Tonight, however, reading the comments on articles about Ferguson from CNN, NBC, The Boston Globe, I started to think differently about the cesspool that lurks at the bottom of even the most unbiased online journalism.
Multiple points of view on the situation unfolding in Ferguson are understandable. Some find the violence and destruction disturbing, some cheer the rioters on. Some waver on whether Michael Brown was an innocent man, others repeat the mantra of “Hands Up, Don’t Shoot”. My own opinions aside, I can see how many people might waver on the finer points of this case. However, the vast majority of the comments I was seeing on news articles could be summed up with “the thug deserved to die”. As I have already explained, the idea that an unarmed teen deserved to be shot to death under any circumstances is one that cannot sit well with most logically thinking people. Debate the details all you like, it’s very hard to deny that Darren Wilson should at least have faced some consequences for using as much force as he did. Yet, that is exactly what these commentors did. They wanted to pat Wilson on the back for doing his job and blame this whole mess on “uppity”, “thuggish” people of color.

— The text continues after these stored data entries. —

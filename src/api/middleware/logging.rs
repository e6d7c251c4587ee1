//! Request logging middleware

use axum::body::Body;
use axum::http::Request;
use axum::middleware::Next;
use axum::response::Response;
use std::time::Instant;
use tracing::{debug, info, warn};

/// Request logging middleware
pub struct RequestLogging;

impl RequestLogging {
    /// Log method, path, status and duration of every request
    pub async fn log_request(req: Request<Body>, next: Next) -> Response {
        let method = req.method().clone();
        let uri = req.uri().clone();
        let start = Instant::now();

        debug!("{} {} - started", method, uri);

        let response = next.run(req).await;

        let duration = start.elapsed();
        let status = response.status();

        if status.is_server_error() {
            warn!("{} {} - {} in {:?}", method, uri, status, duration);
        } else {
            info!("{} {} - {} in {:?}", method, uri, status, duration);
        }

        response
    }
}
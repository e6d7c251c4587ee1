//! Portal - Content Rewriting Web Proxy
//!
//! Fetches third-party pages on behalf of a browser client and rewrites them so that
//! every link, asset and form submission is routed back through the proxy.
//!
//! ## Features
//!
//! - Static fetching over HTTP with redirect following
//! - Headless Chromium rendering for script-heavy hosts
//! - Streaming HTML rewriting with a substitution fallback for markup that cannot be parsed
//! - `window.open` interception so popups stay inside the proxy
//! - Passthrough endpoint for subresources

pub mod api;
pub mod config;
pub mod error;
pub mod proxy;

pub use config::Config;
pub use error::{PortalError, Result};
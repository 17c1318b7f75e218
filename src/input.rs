use crate::commands::dispatcher::CommandDispatcher;
use crate::core::error::StateError;

use console::style;
use rustyline::completion::{Completer, Pair};
use rustyline::error::ReadlineError;
use rustyline::highlight::{Highlighter, MatchingBracketHighlighter};
use rustyline::hint::{Hinter, HistoryHinter};
use rustyline::history::FileHistory;
use rustyline::validate::{self, MatchingBracketValidator, Validator};
use rustyline::{CompletionType, Config, Context, EditMode, Editor, Helper};
use std::borrow::Cow;
use std::path::Path;

/// Completes slash command names.
pub struct ConsoleCompleter {
    dispatcher: CommandDispatcher,
}

impl ConsoleCompleter {
    pub fn new(dispatcher: CommandDispatcher) -> Self {
        Self { dispatcher }
    }

    fn candidates(&self, prefix: &str) -> Vec<Pair> {
        self.dispatcher
            .get_command_names()
            .into_iter()
            .filter(|cmd| cmd.starts_with(prefix))
            .map(|cmd| Pair {
                display: cmd.clone(),
                replacement: cmd,
            })
            .collect()
    }
}

impl Completer for ConsoleCompleter {
    type Candidate = Pair;

    fn complete(
        &self,
        line: &str,
        pos: usize,
        _ctx: &Context<'_>,
    ) -> rustyline::Result<(usize, Vec<Pair>)> {
        let head = &line[..pos];
        match head.strip_prefix('/') {
            // Only the command word completes; payloads are free text.
            Some(command_part) if !command_part.contains(char::is_whitespace) => {
                Ok((1, self.candidates(command_part)))
            }
            _ => Ok((pos, Vec::new())),
        }
    }
}

/// Combines completion, history hints, bracket highlighting and bracket
/// validation so multi-line JSON payloads can be typed.
pub struct ConsoleHelper {
    completer: ConsoleCompleter,
    highlighter: MatchingBracketHighlighter,
    hinter: HistoryHinter,
    validator: MatchingBracketValidator,
}

impl ConsoleHelper {
    pub fn new(dispatcher: CommandDispatcher) -> Self {
        Self {
            completer: ConsoleCompleter::new(dispatcher),
            highlighter: MatchingBracketHighlighter::new(),
            hinter: HistoryHinter {},
            validator: MatchingBracketValidator::new(),
        }
    }
}

impl Helper for ConsoleHelper {}

impl Completer for ConsoleHelper {
    type Candidate = Pair;

    fn complete(
        &self,
        line: &str,
        pos: usize,
        ctx: &Context<'_>,
    ) -> rustyline::Result<(usize, Vec<Pair>)> {
        self.completer.complete(line, pos, ctx)
    }
}

impl Hinter for ConsoleHelper {
    type Hint = String;

    fn hint(&self, line: &str, pos: usize, ctx: &Context<'_>) -> Option<String> {
        self.hinter.hint(line, pos, ctx)
    }
}

impl Highlighter for ConsoleHelper {
    fn highlight<'l>(&self, line: &'l str, pos: usize) -> Cow<'l, str> {
        self.highlighter.highlight(line, pos)
    }

    fn highlight_hint<'h>(&self, hint: &'h str) -> Cow<'h, str> {
        Cow::Owned(style(hint).dim().to_string())
    }

    fn highlight_candidate<'c>(
        &self,
        candidate: &'c str,
        completion: CompletionType,
    ) -> Cow<'c, str> {
        self.highlighter.highlight_candidate(candidate, completion)
    }
}

impl Validator for ConsoleHelper {
    fn validate(
        &self,
        ctx: &mut validate::ValidationContext,
    ) -> rustyline::Result<validate::ValidationResult> {
        self.validator.validate(ctx)
    }

    fn validate_while_typing(&self) -> bool {
        self.validator.validate_while_typing()
    }
}

pub type ConsoleEditor = Editor<ConsoleHelper, FileHistory>;

/// Creates the line editor and loads any history found at `history_path`.
pub fn create_editor(
    dispatcher: CommandDispatcher,
    history_path: &Path,
) -> Result<ConsoleEditor, StateError> {
    let config = Config::builder()
        .history_ignore_space(true)
        .completion_type(CompletionType::List)
        .edit_mode(EditMode::Emacs)
        .build();

    let mut editor = Editor::with_config(config)
        .map_err(|e| StateError::Input(format!("Failed to create line editor: {}", e)))?;
    editor.set_helper(Some(ConsoleHelper::new(dispatcher)));
    let _ = editor.load_history(history_path);

    Ok(editor)
}

/// Reads one line. `Ok(None)` means the user asked to leave (Ctrl-C/Ctrl-D).
pub fn read_input(editor: &mut ConsoleEditor) -> Result<Option<String>, StateError> {
    let prompt = style("state> ").bold().cyan().to_string();
    match editor.readline(&prompt) {
        Ok(line) => {
            if !line.trim().is_empty() {
                editor
                    .add_history_entry(line.as_str())
                    .map_err(|e| StateError::Input(format!("Failed to add history entry: {}", e)))?;
            }
            Ok(Some(line))
        }
        Err(ReadlineError::Interrupted) | Err(ReadlineError::Eof) => Ok(None),
        Err(err) => Err(StateError::Input(format!("Input error: {}", err))),
    }
}

pub fn save_history(editor: &mut ConsoleEditor, history_path: &Path) -> Result<(), StateError> {
    if let Some(parent) = history_path.parent() {
        if !parent.exists() {
            std::fs::create_dir_all(parent)?;
        }
    }

    editor
        .save_history(history_path)
        .map_err(|e| StateError::Input(format!("Failed to save history: {}", e)))
}

#[cfg(test)]
mod tests {
    use super::*;
    use crate::commands::create_command_registry;

    fn names(pairs: Vec<Pair>) -> Vec<String> {
        pairs.into_iter().map(|p| p.replacement).collect()
    }

    #[test]
    fn test_completes_command_prefix() {
        let completer = ConsoleCompleter::new(create_command_registry());
        assert_eq!(
            names(completer.candidates("se")),
            vec!["select".to_string(), "set".to_string(), "settings".to_string()]
        );
        assert_eq!(names(completer.candidates("dum")), vec!["dump".to_string()]);
        assert!(completer.candidates("zzz").is_empty());
    }
}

Before smoke started billowing from my ears over such disgusting ignorance and lack of empathy for other human beings, however, I had a thought. These people, the hate-spewing, trollish, far-right of the comments section, are a minority. Sure, there are plenty of republicans in the country, plenty of those who consider themselves conservative…but the kind of extremists who dwell in the comments? They’re dwindling. Perhaps their own Facebook newsfeeds are full of #BlackLivesMatter tonight. Perhaps they’re being forced to look at the undeniable facts of the murder of Michael Brown when they turn on the nightly news. Perhaps this makes them uncomfortable and, in their discomfort, they seek affirmation by collectively squawking through the safety of their keyboard in much the same way that my friends and I seek empowerment through sharing our rage and passion in other forums.
They’re clinging to each other and screaming as progress and justice and equality marches towards them.
So, the best thing we can do about those people who refuse to acknowledge what’s really happening in, and because of, Ferguson, Missouri? Don’t read the comments. Just get louder. Be heard.